Scientific Reports (Apr 2021)
Long-read-sequenced reference genomes of the seven major lineages of enterotoxigenic Escherichia coli (ETEC) circulating in modern time
Abstract
Abstract Enterotoxigenic Escherichia coli (ETEC) is an enteric pathogen responsible for the majority of diarrheal cases worldwide. ETEC infections are estimated to cause 80,000 deaths annually, with the highest rates of burden, ca 75 million cases per year, amongst children under 5 years of age in resource-poor countries. It is also the leading cause of diarrhoea in travellers. Previous large-scale sequencing studies have found seven major ETEC lineages currently in circulation worldwide. We used PacBio long-read sequencing combined with Illumina sequencing to create high-quality complete reference genomes for each of the major lineages with manually curated chromosomes and plasmids.
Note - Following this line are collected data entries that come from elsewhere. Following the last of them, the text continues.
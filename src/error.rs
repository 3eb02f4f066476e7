//! Error types for the extraction engine.
//!
//! Every variant is fatal for the run: the orchestrator stops at the first
//! failure instead of skipping to the next table. Output already flushed to
//! the sink stays there.

use thiserror::Error;

/// Errors produced by the extraction engine.
#[derive(Debug, Error)]
pub enum ExtractError {
    /// A column's raw type does not normalize into the supported set.
    #[error("unknown column type `{raw_type}` for column `{column}`")]
    UnknownColumnType { raw_type: String, column: String },

    /// The database rejected or failed a metadata or data query.
    #[error("query failed: {sql}: {message}")]
    QueryExecution { sql: String, message: String },

    /// A datetime value does not have the `date time [offset]` shape.
    #[error("malformed datetime value `{value}`")]
    MalformedDatetime { value: String },

    /// A result-set field has no entry in the resolved column map.
    #[error("result field `{column}` has no resolved column type")]
    UnmappedColumn { column: String },

    /// The output sink failed.
    #[error("output write failed: {0}")]
    Io(#[from] std::io::Error),
}

impl ExtractError {
    /// Build an `UnknownColumnType` error.
    pub fn unknown_column_type(raw_type: impl Into<String>, column: impl Into<String>) -> Self {
        ExtractError::UnknownColumnType {
            raw_type: raw_type.into(),
            column: column.into(),
        }
    }

    /// Build a `QueryExecution` error from the failed SQL and its cause.
    pub fn query(sql: impl Into<String>, cause: impl std::fmt::Display) -> Self {
        ExtractError::QueryExecution {
            sql: sql.into(),
            message: cause.to_string(),
        }
    }
}

/// Convenience alias used throughout the engine.
pub type Result<T> = std::result::Result<T, ExtractError>;

#[cfg(test)]
mod tests {
    use super::*;

    #[test]
    fn test_unknown_column_type_names_type_and_column() {
        let err = ExtractError::unknown_column_type("geometry", "location");
        let msg = err.to_string();
        assert!(msg.contains("geometry"), "message should name the type: {}", msg);
        assert!(msg.contains("location"), "message should name the column: {}", msg);
    }

    #[test]
    fn test_query_error_carries_sql() {
        let err = ExtractError::query("SELECT * FROM missing", "no such table");
        let msg = err.to_string();
        assert!(msg.contains("SELECT * FROM missing"));
        assert!(msg.contains("no such table"));
    }
}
We confirm that the major ETEC lineages all harbour conserved plasmids that have been associated with their respective background genomes for decades, suggesting that the plasmids and chromosomes of ETEC are both crucial for ETEC virulence and success as pathogens. The in-depth analysis of gene content, synteny and correct annotations of plasmids will elucidate other plasmids with and without virulence factors in related bacterial species. These reference genomes allow for fast and accurate comparison between different ETEC strains, and these data will form the foundation of ETEC genomics research for years to come.